Dataset records -

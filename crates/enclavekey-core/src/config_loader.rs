//! Locating, reading and writing `config.toml`.
//!
//! Everything lives under one base directory, `~/.enclavekey` unless told
//! otherwise. A missing file is not an error for [`ConfigLoader::load`]; the
//! built-in defaults apply.
//!
//! ```no_run
//! use enclavekey_core::config_loader::ConfigLoader;
//!
//! let loader = ConfigLoader::new().expect("home directory");
//! if !loader.exists() {
//!     loader.write_default().expect("writable base dir");
//! }
//! let config = loader.load().expect("valid config");
//! println!("{}", config.keys.public_label);
//! ```
//!
//! Relative paths in the file are taken relative to the base directory:
//!
//! ```
//! use enclavekey_core::config_loader::ConfigLoader;
//! use std::path::{Path, PathBuf};
//!
//! let loader = ConfigLoader::with_base_dir(PathBuf::from("/srv/enclavekey"));
//! let keystore = loader.resolve_path("keystore").expect("resolvable");
//! assert_eq!(keystore, Path::new("/srv/enclavekey/keystore"));
//! ```

use crate::config::Config;
use crate::error::ConfigError;
use std::fs;
use std::path::{Path, PathBuf};

#[cfg(unix)]
use std::os::unix::fs::PermissionsExt;

const CONFIG_FILE_NAME: &str = "config.toml";
const BASE_DIR_NAME: &str = ".enclavekey";

/// Reads and writes `config.toml` under one base directory.
///
/// The base directory also anchors relative paths found in the
/// configuration; see [`resolve_path`](Self::resolve_path).
#[derive(Debug, Clone)]
pub struct ConfigLoader {
    base_dir: PathBuf,
}

impl ConfigLoader {
    /// Loader rooted at `~/.enclavekey`.
    ///
    /// # Errors
    ///
    /// [`ConfigError::NoHomeDirectory`] when `$HOME` is unknown.
    pub fn new() -> Result<Self, ConfigError> {
        Ok(Self::with_base_dir(default_base_dir()?))
    }

    /// Loader rooted at `base_dir`.
    #[must_use]
    pub const fn with_base_dir(base_dir: PathBuf) -> Self {
        Self { base_dir }
    }

    /// `<base_dir>/config.toml`.
    #[must_use]
    pub fn config_path(&self) -> PathBuf {
        self.base_dir.join(CONFIG_FILE_NAME)
    }

    /// The directory this loader is rooted at.
    #[must_use]
    pub fn base_dir(&self) -> &Path {
        &self.base_dir
    }

    /// Turn a path from the configuration into a usable one.
    ///
    /// `~` is expanded to the home directory, absolute paths are returned
    /// unchanged and relative paths are joined onto the base directory.
    ///
    /// # Errors
    ///
    /// [`ConfigError::NoHomeDirectory`] for a `~` path when `$HOME` is
    /// unknown.
    pub fn resolve_path(&self, path: &str) -> Result<PathBuf, ConfigError> {
        let expanded = expand_path(path)?;
        Ok(if expanded.is_absolute() {
            expanded
        } else {
            self.base_dir.join(expanded)
        })
    }

    /// Read `config.toml`, or the defaults when there is none.
    ///
    /// # Errors
    ///
    /// [`ConfigError::Io`] if the file exists but cannot be read and
    /// [`ConfigError::ParseFailed`] if it is not valid TOML.
    pub fn load(&self) -> Result<Config, ConfigError> {
        let path = self.config_path();
        if path.exists() {
            Self::load_from_path(&path)
        } else {
            tracing::debug!(path = %path.display(), "No config file, using defaults");
            Ok(Config::default())
        }
    }

    /// Read `config.toml`, which must exist.
    ///
    /// # Errors
    ///
    /// [`ConfigError::FileNotFound`] when it is missing; otherwise as
    /// [`load`](Self::load).
    pub fn load_required(&self) -> Result<Config, ConfigError> {
        let path = self.config_path();
        if !path.exists() {
            return Err(ConfigError::file_not_found(path.display().to_string()));
        }
        Self::load_from_path(&path)
    }

    /// Read a configuration file at an arbitrary location.
    ///
    /// # Errors
    ///
    /// [`ConfigError::Io`] if the file cannot be read and
    /// [`ConfigError::ParseFailed`] if it is not valid TOML.
    pub fn load_from_path(path: &Path) -> Result<Config, ConfigError> {
        let text = fs::read_to_string(path)
            .map_err(|e| ConfigError::io(format!("cannot read {}", path.display()), e))?;
        toml::from_str(&text).map_err(|e| {
            ConfigError::parse_failed(format!("{} is not valid TOML: {e}", path.display()))
        })
    }

    /// Serialize `config` and replace `config.toml` with it.
    ///
    /// # Errors
    ///
    /// [`ConfigError::ParseFailed`] if serialization fails and
    /// [`ConfigError::Io`] if the file cannot be written.
    pub fn save(&self, config: &Config) -> Result<(), ConfigError> {
        let text = toml::to_string_pretty(config)
            .map_err(|e| ConfigError::parse_failed(format!("cannot serialize config: {e}")))?;
        self.replace_file(&text)
    }

    /// Write the commented defaults from [`Config::default_toml`].
    ///
    /// # Errors
    ///
    /// [`ConfigError::Io`] if the file cannot be written.
    pub fn write_default(&self) -> Result<(), ConfigError> {
        self.replace_file(&Config::default_toml())
    }

    /// Whether `config.toml` is present.
    #[must_use]
    pub fn exists(&self) -> bool {
        self.config_path().exists()
    }

    /// Write through a temporary sibling and rename over the target. A new
    /// base directory is created owner-only.
    fn replace_file(&self, text: &str) -> Result<(), ConfigError> {
        let dir = &self.base_dir;
        if !dir.exists() {
            fs::create_dir_all(dir)
                .map_err(|e| ConfigError::io(format!("cannot create {}", dir.display()), e))?;
            #[cfg(unix)]
            fs::set_permissions(dir, fs::Permissions::from_mode(0o700))
                .map_err(|e| ConfigError::io(format!("cannot restrict {}", dir.display()), e))?;
        }

        let target = self.config_path();
        let staging = dir.join(format!(".{CONFIG_FILE_NAME}.tmp"));
        fs::write(&staging, text)
            .map_err(|e| ConfigError::io(format!("cannot write {}", staging.display()), e))?;
        fs::rename(&staging, &target)
            .map_err(|e| ConfigError::io(format!("cannot replace {}", target.display()), e))
    }
}

/// Expand a leading `~` or `~/`. Other paths pass through untouched.
///
/// # Errors
///
/// [`ConfigError::NoHomeDirectory`] for a `~` path when `$HOME` is unknown.
///
/// ```
/// use enclavekey_core::config_loader::expand_path;
///
/// let path = expand_path("/etc/enclavekey/config.toml").expect("absolute path");
/// assert_eq!(path.to_string_lossy(), "/etc/enclavekey/config.toml");
/// ```
pub fn expand_path(path: &str) -> Result<PathBuf, ConfigError> {
    let home = || dirs::home_dir().ok_or_else(ConfigError::no_home_directory);
    match path.strip_prefix('~') {
        Some("") => home(),
        Some(rest) if rest.starts_with('/') => Ok(home()?.join(&rest[1..])),
        _ => Ok(PathBuf::from(path)),
    }
}

/// `~/.enclavekey`.
///
/// # Errors
///
/// [`ConfigError::NoHomeDirectory`] when `$HOME` is unknown.
pub fn default_base_dir() -> Result<PathBuf, ConfigError> {
    expand_path("~").map(|home| home.join(BASE_DIR_NAME))
}

/// Shorthand for `ConfigLoader::new()?.load()`.
///
/// # Errors
///
/// As [`ConfigLoader::new`] and [`ConfigLoader::load`].
pub fn load_config() -> Result<Config, ConfigError> {
    ConfigLoader::new()?.load()
}
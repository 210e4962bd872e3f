//! # Encrypt Command
//!
//! `enclavekey encrypt <DATA>` seals data to the enclave public key and
//! prints the ciphertext as hex. Only the public key is used, so no presence
//! confirmation is requested.

use std::path::{Path, PathBuf};

use super::{base_dir, data_bytes, CommandError};
use crate::runtime::Runtime;

/// The `enclavekey encrypt` command handler.
#[derive(Debug, Clone)]
pub struct EncryptCommand {
    /// Data to encrypt.
    pub data: String,
    /// Whether `data` is hex.
    pub hex: bool,
    config: Option<PathBuf>,
}

impl EncryptCommand {
    /// Create a new `EncryptCommand`.
    #[must_use]
    pub fn new(data: impl Into<String>, hex: bool) -> Self {
        Self {
            data: data.into(),
            hex,
            config: None,
        }
    }

    /// Read configuration from `path` instead of `<base_dir>/config.toml`.
    #[must_use]
    pub fn with_config(mut self, path: Option<PathBuf>) -> Self {
        self.config = path;
        self
    }

    /// Encrypt to the key in `~/.enclavekey`.
    ///
    /// # Errors
    ///
    /// See [`execute`](Self::execute).
    pub fn run(&self) -> Result<(), CommandError> {
        self.run_with_base_dir(&base_dir()?)
    }

    /// Encrypt to the key in `base_dir` and print the ciphertext.
    ///
    /// # Errors
    ///
    /// See [`execute`](Self::execute).
    pub fn run_with_base_dir(&self, base_dir: &Path) -> Result<(), CommandError> {
        println!("{}", self.execute(base_dir)?);
        Ok(())
    }

    /// Encrypt and return the ciphertext hex.
    ///
    /// # Errors
    ///
    /// Returns [`CommandError::Enclave`] with `Unsupported` below platform
    /// level 10.3.
    pub fn execute(&self, base_dir: &Path) -> Result<String, CommandError> {
        let plaintext = data_bytes(&self.data, self.hex)?;
        let runtime = Runtime::open(base_dir, self.config.as_deref())?;
        let manager = runtime.key_manager()?;

        Ok(hex::encode(manager.encrypt(&plaintext)?))
    }
}
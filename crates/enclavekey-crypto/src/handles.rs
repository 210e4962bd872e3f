//! Key handles returned by the key service.
//!
//! - [`PublicKeyHandle`] is a value type: the exported SEC1 bytes plus the
//!   parsed point. It can be cloned, logged and shared freely.
//! - [`PrivateKeyReference`] is opaque. It holds the label, curve and
//!   access-control policy of a private entry together with a token only the
//!   enclave that issued it can use. It cannot be cloned and offers no way
//!   to read key bytes.

use std::fmt;

use enclavekey_core::{AccessControlPolicy, CurveId, EnclaveError, KeyClass, KeyLabel};
use p256::elliptic_curve::sec1::ToEncodedPoint;

use crate::keystore::ItemReference;

/// Length of an uncompressed SEC1 P-256 point.
pub const PUBLIC_KEY_LEN: usize = 65;

/// Leading byte of an uncompressed SEC1 point.
pub const UNCOMPRESSED_TAG: u8 = 0x04;

// ============================================================================
// PublicKeyHandle
// ============================================================================

/// An exported P-256 public key.
///
/// # Example
///
/// ```rust
/// use enclavekey_crypto::handles::PublicKeyHandle;
/// use p256::elliptic_curve::sec1::ToEncodedPoint;
///
/// let secret = p256::SecretKey::random(&mut rand::rngs::OsRng);
/// let point = secret.public_key().to_encoded_point(false);
///
/// let handle = PublicKeyHandle::from_sec1_bytes(point.as_bytes()).expect("valid point");
/// assert_eq!(handle.as_bytes().len(), 65);
/// assert_eq!(handle.hex(), hex::encode(point.as_bytes()));
/// ```
#[derive(Clone, PartialEq, Eq)]
pub struct PublicKeyHandle {
    bytes: [u8; PUBLIC_KEY_LEN],
    key: p256::PublicKey,
}

impl PublicKeyHandle {
    /// Parse an uncompressed SEC1 point.
    ///
    /// # Errors
    ///
    /// Returns [`EnclaveError::ValidationFailed`] if the bytes are not a
    /// 65-byte uncompressed point on P-256.
    pub fn from_sec1_bytes(bytes: &[u8]) -> Result<Self, EnclaveError> {
        let raw: [u8; PUBLIC_KEY_LEN] = bytes.try_into().map_err(|_| {
            EnclaveError::validation_failed(format!(
                "public key must be {PUBLIC_KEY_LEN} bytes, got {}",
                bytes.len()
            ))
        })?;

        if raw[0] != UNCOMPRESSED_TAG {
            return Err(EnclaveError::validation_failed(
                "public key is not an uncompressed point",
            ));
        }

        let key = p256::PublicKey::from_sec1_bytes(&raw)
            .map_err(|_| EnclaveError::validation_failed("public key is not a point on P-256"))?;

        Ok(Self { bytes: raw, key })
    }

    /// Wrap a parsed key.
    #[must_use]
    pub fn from_public_key(key: p256::PublicKey) -> Self {
        let mut bytes = [0u8; PUBLIC_KEY_LEN];
        bytes.copy_from_slice(key.to_encoded_point(false).as_bytes());
        Self { bytes, key }
    }

    /// The raw exported bytes (`0x04 || X || Y`).
    #[must_use]
    pub const fn as_bytes(&self) -> &[u8; PUBLIC_KEY_LEN] {
        &self.bytes
    }

    /// Lowercase hex of the raw bytes.
    #[must_use]
    pub fn hex(&self) -> String {
        hex::encode(self.bytes)
    }

    /// The parsed key.
    #[must_use]
    pub const fn key(&self) -> &p256::PublicKey {
        &self.key
    }

    /// The ECDSA verifying key.
    #[must_use]
    pub fn verifying_key(&self) -> p256::ecdsa::VerifyingKey {
        p256::ecdsa::VerifyingKey::from(&self.key)
    }
}

impl fmt::Debug for PublicKeyHandle {
    fn fmt(&self, f: &mut fmt::Formatter<'_>) -> fmt::Result {
        f.debug_tuple("PublicKeyHandle").field(&self.hex()).finish()
    }
}

impl AsRef<[u8]> for PublicKeyHandle {
    fn as_ref(&self) -> &[u8] {
        &self.bytes
    }
}

// ============================================================================
// PrivateKeyReference
// ============================================================================

/// An opaque, non-exportable reference to an enclave private key.
///
/// Only the key service creates references, from keystore lookups. The
/// enclave reads the sealed token; nothing else can.
pub struct PrivateKeyReference {
    label: KeyLabel,
    curve: CurveId,
    access_control: AccessControlPolicy,
    sealed: Vec<u8>,
}

impl PrivateKeyReference {
    pub(crate) const fn new(
        label: KeyLabel,
        curve: CurveId,
        access_control: AccessControlPolicy,
        sealed: Vec<u8>,
    ) -> Self {
        Self {
            label,
            curve,
            access_control,
            sealed,
        }
    }

    /// Convert a keystore reference to a private entry.
    pub(crate) fn from_item_reference(reference: ItemReference) -> Result<Self, EnclaveError> {
        if reference.class != KeyClass::Private {
            return Err(EnclaveError::invalid_parameters(
                "keystore reference is not a private key",
            ));
        }

        let access_control = reference.access_control.ok_or_else(|| {
            EnclaveError::access_control_creation_failed(format!(
                "private key '{}' has no access control",
                reference.label
            ))
        })?;

        Ok(Self::new(
            reference.label,
            reference.key_type,
            access_control,
            reference.payload,
        ))
    }

    /// Label of the private entry.
    #[must_use]
    pub const fn label(&self) -> &KeyLabel {
        &self.label
    }

    /// Curve identifier the key was generated with.
    #[must_use]
    pub const fn curve(&self) -> CurveId {
        self.curve
    }

    /// Access-control policy attached at generation.
    #[must_use]
    pub const fn access_control(&self) -> AccessControlPolicy {
        self.access_control
    }

    pub(crate) fn sealed(&self) -> &[u8] {
        &self.sealed
    }
}

impl fmt::Debug for PrivateKeyReference {
    fn fmt(&self, f: &mut fmt::Formatter<'_>) -> fmt::Result {
        f.debug_struct("PrivateKeyReference")
            .field("label", &self.label)
            .field("curve", &self.curve)
            .field("access_control", &self.access_control)
            .field("sealed", &"[REDACTED]")
            .finish()
    }
}
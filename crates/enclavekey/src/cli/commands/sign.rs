//! # Sign Command
//!
//! `enclavekey sign <DATA>` signs the given bytes with the enclave private
//! key and prints the DER-encoded ECDSA signature as hex. The bytes are
//! treated as an already-computed digest of at most 245 bytes.

use std::path::{Path, PathBuf};

use super::{base_dir, data_bytes, CommandError};
use crate::logging::log_security_event;
use crate::runtime::Runtime;

/// The `enclavekey sign` command handler.
#[derive(Debug, Clone)]
pub struct SignCommand {
    /// Data to sign.
    pub data: String,
    /// Whether `data` is hex.
    pub hex: bool,
    config: Option<PathBuf>,
}

impl SignCommand {
    /// Create a new `SignCommand`.
    #[must_use]
    pub fn new(data: impl Into<String>, hex: bool) -> Self {
        Self {
            data: data.into(),
            hex,
            config: None,
        }
    }

    /// Read configuration from `path` instead of `<base_dir>/config.toml`.
    #[must_use]
    pub fn with_config(mut self, path: Option<PathBuf>) -> Self {
        self.config = path;
        self
    }

    /// Sign with the key in `~/.enclavekey`.
    ///
    /// # Errors
    ///
    /// See [`execute`](Self::execute).
    pub fn run(&self) -> Result<(), CommandError> {
        self.run_with_base_dir(&base_dir()?)
    }

    /// Sign with the key in `base_dir` and print the signature.
    ///
    /// # Errors
    ///
    /// See [`execute`](Self::execute).
    pub fn run_with_base_dir(&self, base_dir: &Path) -> Result<(), CommandError> {
        println!("{}", self.execute(base_dir)?);
        Ok(())
    }

    /// Sign and return the signature hex.
    ///
    /// # Errors
    ///
    /// - [`CommandError::InvalidInput`] if `--hex` data does not decode
    /// - [`CommandError::Enclave`] for empty or oversized data, a declined
    ///   presence check, or an enclave failure
    pub fn execute(&self, base_dir: &Path) -> Result<String, CommandError> {
        let digest = data_bytes(&self.data, self.hex)?;
        let runtime = Runtime::open(base_dir, self.config.as_deref())?;
        let manager = runtime.key_manager()?;

        let signature = manager.sign(&digest)?;
        log_security_event("signed", &format!("digest_len={}", digest.len()));

        Ok(hex::encode(signature))
    }
}

#[cfg(test)]
mod tests {
    #![allow(clippy::expect_used, clippy::unwrap_used)]

    use super::*;
    use crate::cli::commands::test_support::write_unattended_config;
    use crate::cli::commands::VerifyCommand;
    use enclavekey_core::EnclaveError;
    use tempfile::TempDir;

    #[test]
    fn test_sign_then_verify() {
        let temp = TempDir::new().expect("temp dir");
        write_unattended_config(temp.path());

        let signature = SignCommand::new("hello", false)
            .execute(temp.path())
            .expect("sign");
        assert!(hex::decode(&signature).is_ok());

        let result = VerifyCommand::new(signature, "hello", false)
            .execute(temp.path())
            .expect("verify");
        assert_eq!(result, "valid");
    }

    #[test]
    fn test_sign_hex_data() {
        let temp = TempDir::new().expect("temp dir");
        write_unattended_config(temp.path());

        let digest = hex::encode([0xab; 32]);
        assert!(SignCommand::new(digest, true).execute(temp.path()).is_ok());
        assert!(matches!(
            SignCommand::new("zz", true).execute(temp.path()),
            Err(CommandError::InvalidInput(_))
        ));
    }

    #[test]
    fn test_sign_rejects_oversized_data() {
        let temp = TempDir::new().expect("temp dir");
        write_unattended_config(temp.path());

        let data = "x".repeat(246);
        assert!(matches!(
            SignCommand::new(data, false).execute(temp.path()),
            Err(CommandError::Enclave(EnclaveError::DigestTooLarge { .. }))
        ));
        assert!(matches!(
            SignCommand::new("", false).execute(temp.path()),
            Err(CommandError::Enclave(EnclaveError::InvalidParameters { .. }))
        ));
    }
}
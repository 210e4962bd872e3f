//! # `enclavekey`
//!
//! Enclave-backed P-256 keypair manager.
//!
//! ## Usage
//!
//! ```bash
//! # Write ~/.enclavekey/config.toml
//! enclavekey init
//!
//! # Print the public key (creates the keypair on first use)
//! enclavekey public-key --format pem
//!
//! # Sign and verify
//! enclavekey sign "hello"
//! enclavekey verify 3045... "hello"
//!
//! # Encrypt to the key and decrypt with it
//! enclavekey decrypt "$(enclavekey encrypt secret)"
//!
//! # Wrap raw key bytes as PEM
//! enclavekey pem "04 6b17d1f2 ..."
//! ```

#![forbid(unsafe_code)]
#![warn(missing_docs)]
#![warn(clippy::all)]
#![warn(clippy::pedantic)]

use clap::Parser;
use enclavekey::cli::commands::{
    CommandError, DecryptCommand, DeleteCommand, EncryptCommand, InitCommand, PemCommand,
    PublicKeyCommand, SignCommand, StatusCommand, VerifyCommand, EXIT_ERROR,
};
use enclavekey::cli::{Cli, Commands};
use enclavekey::logging::{init_logging, verbosity_to_level, LogConfig, LogError, LogFormat, LogGuard};

/// Set up logging based on verbosity level.
///
/// # Errors
///
/// Returns [`LogError`] if logging initialization fails.
fn setup_logging(verbose: u8) -> Result<LogGuard, LogError> {
    let config = LogConfig {
        level: verbosity_to_level(verbose),
        format: LogFormat::Pretty,
        file_path: None,
    };
    init_logging(&config)
}

fn main() {
    let cli = Cli::parse();

    let _guard = match setup_logging(cli.verbose) {
        Ok(guard) => guard,
        Err(e) => {
            eprintln!("Failed to initialize logging: {e}");
            std::process::exit(EXIT_ERROR);
        }
    };

    if let Err(e) = dispatch(cli) {
        if matches!(e, CommandError::Usage(_)) {
            eprintln!("{e}");
        } else {
            eprintln!("Error: {e}");
        }
        if let Some(url) = e.lookup_url() {
            eprintln!("See: {url}");
        }
        std::process::exit(e.exit_code());
    }
}

/// Run the selected command.
fn dispatch(cli: Cli) -> Result<(), CommandError> {
    let config = cli.config;

    match cli.command {
        Commands::Init { force } => InitCommand::new(force).run(),
        Commands::Status => StatusCommand::new().with_config(config).run(),
        Commands::PublicKey { format } => PublicKeyCommand::new(format).with_config(config).run(),
        Commands::Sign { data, hex } => SignCommand::new(data, hex).with_config(config).run(),
        Commands::Verify {
            signature,
            data,
            hex,
        } => VerifyCommand::new(signature, data, hex)
            .with_config(config)
            .run(),
        Commands::Encrypt { data, hex } => EncryptCommand::new(data, hex).with_config(config).run(),
        Commands::Decrypt { ciphertext, hex } => DecryptCommand::new(ciphertext, hex)
            .with_config(config)
            .run(),
        Commands::Delete { force } => DeleteCommand::new(force).with_config(config).run(),
        Commands::Pem { args, output } => PemCommand::new(args, output).run(),
    }
}
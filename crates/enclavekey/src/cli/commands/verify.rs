//! # Verify Command
//!
//! `enclavekey verify <SIGNATURE_HEX> <DATA>` checks a DER signature against
//! the enclave public key. Prints `valid` on success; a mismatching signature
//! exits with [`EXIT_INVALID`](super::EXIT_INVALID), every other failure with
//! [`EXIT_ERROR`](super::EXIT_ERROR).

use std::path::{Path, PathBuf};

use super::{base_dir, data_bytes, decode_hex, CommandError};
use crate::runtime::Runtime;

/// The `enclavekey verify` command handler.
#[derive(Debug, Clone)]
pub struct VerifyCommand {
    /// Signature as hex.
    pub signature: String,
    /// Signed data.
    pub data: String,
    /// Whether `data` is hex.
    pub hex: bool,
    config: Option<PathBuf>,
}

impl VerifyCommand {
    /// Create a new `VerifyCommand`.
    #[must_use]
    pub fn new(signature: impl Into<String>, data: impl Into<String>, hex: bool) -> Self {
        Self {
            signature: signature.into(),
            data: data.into(),
            hex,
            config: None,
        }
    }

    /// Read configuration from `path` instead of `<base_dir>/config.toml`.
    #[must_use]
    pub fn with_config(mut self, path: Option<PathBuf>) -> Self {
        self.config = path;
        self
    }

    /// Verify against the key in `~/.enclavekey`.
    ///
    /// # Errors
    ///
    /// See [`execute`](Self::execute).
    pub fn run(&self) -> Result<(), CommandError> {
        self.run_with_base_dir(&base_dir()?)
    }

    /// Verify against the key in `base_dir` and print the result.
    ///
    /// # Errors
    ///
    /// See [`execute`](Self::execute).
    pub fn run_with_base_dir(&self, base_dir: &Path) -> Result<(), CommandError> {
        println!("{}", self.execute(base_dir)?);
        Ok(())
    }

    /// Verify and return `"valid"`.
    ///
    /// # Errors
    ///
    /// - [`CommandError::InvalidInput`] if an argument does not decode
    /// - [`CommandError::Enclave`] with `VERIFY_FAILED` for a mismatch, or
    ///   `DECODE` for a malformed signature
    pub fn execute(&self, base_dir: &Path) -> Result<String, CommandError> {
        let signature = decode_hex("signature", &self.signature)?;
        let digest = data_bytes(&self.data, self.hex)?;

        let runtime = Runtime::open(base_dir, self.config.as_deref())?;
        let manager = runtime.key_manager()?;
        manager.verify(&signature, &digest)?;

        Ok("valid".to_string())
    }
}

#[cfg(test)]
mod tests {
    #![allow(clippy::expect_used, clippy::unwrap_used)]

    use super::*;
    use crate::cli::commands::test_support::write_unattended_config;
    use crate::cli::commands::{SignCommand, EXIT_ERROR, EXIT_INVALID};
    use tempfile::TempDir;

    #[test]
    fn test_wrong_data_is_a_mismatch() {
        let temp = TempDir::new().expect("temp dir");
        write_unattended_config(temp.path());

        let signature = SignCommand::new("hello", false)
            .execute(temp.path())
            .expect("sign");

        let err = VerifyCommand::new(signature, "goodbye", false)
            .execute(temp.path())
            .expect_err("mismatch");
        assert_eq!(err.exit_code(), EXIT_INVALID);
        assert!(err
            .lookup_url()
            .is_some_and(|url| url.ends_with("search=-67808")));
    }

    #[test]
    fn test_malformed_signature() {
        let temp = TempDir::new().expect("temp dir");
        write_unattended_config(temp.path());

        let err = VerifyCommand::new("3000", "hello", false)
            .execute(temp.path())
            .expect_err("malformed");
        assert_eq!(err.exit_code(), EXIT_ERROR);

        assert!(matches!(
            VerifyCommand::new("not hex", "hello", false).execute(temp.path()),
            Err(CommandError::InvalidInput(_))
        ));
    }
}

Task instructions -
In the listing above, locate the line containing "bytes.copy_from_slice(key.to_encoded_point(false).as_bytes());" and the line containing "let access_control = reference.access_control.ok_or_else(||". Transcribe those two lines and everything between them, exactly as written.

Result below -
        bytes.copy_from_slice(key.to_encoded_point(false).as_bytes());
        Self { bytes, key }
    }

    /// The raw exported bytes (`0x04 || X || Y`).
    #[must_use]
    pub const fn as_bytes(&self) -> &[u8; PUBLIC_KEY_LEN] {
        &self.bytes
    }

    /// Lowercase hex of the raw bytes.
    #[must_use]
    pub fn hex(&self) -> String {
        hex::encode(self.bytes)
    }

    /// The parsed key.
    #[must_use]
    pub const fn key(&self) -> &p256::PublicKey {
        &self.key
    }

    /// The ECDSA verifying key.
    #[must_use]
    pub fn verifying_key(&self) -> p256::ecdsa::VerifyingKey {
        p256::ecdsa::VerifyingKey::from(&self.key)
    }
}

impl fmt::Debug for PublicKeyHandle {
    fn fmt(&self, f: &mut fmt::Formatter<'_>) -> fmt::Result {
        f.debug_tuple("PublicKeyHandle").field(&self.hex()).finish()
    }
}

impl AsRef<[u8]> for PublicKeyHandle {
    fn as_ref(&self) -> &[u8] {
        &self.bytes
    }
}

// ============================================================================
// PrivateKeyReference
// ============================================================================

/// An opaque, non-exportable reference to an enclave private key.
///
/// Only the key service creates references, from keystore lookups. The
/// enclave reads the sealed token; nothing else can.
pub struct PrivateKeyReference {
    label: KeyLabel,
    curve: CurveId,
    access_control: AccessControlPolicy,
    sealed: Vec<u8>,
}

impl PrivateKeyReference {
    pub(crate) const fn new(
        label: KeyLabel,
        curve: CurveId,
        access_control: AccessControlPolicy,
        sealed: Vec<u8>,
    ) -> Self {
        Self {
            label,
            curve,
            access_control,
            sealed,
        }
    }

    /// Convert a keystore reference to a private entry.
    pub(crate) fn from_item_reference(reference: ItemReference) -> Result<Self, EnclaveError> {
        if reference.class != KeyClass::Private {
            return Err(EnclaveError::invalid_parameters(
                "keystore reference is not a private key",
            ));
        }

        let access_control = reference.access_control.ok_or_else(|| {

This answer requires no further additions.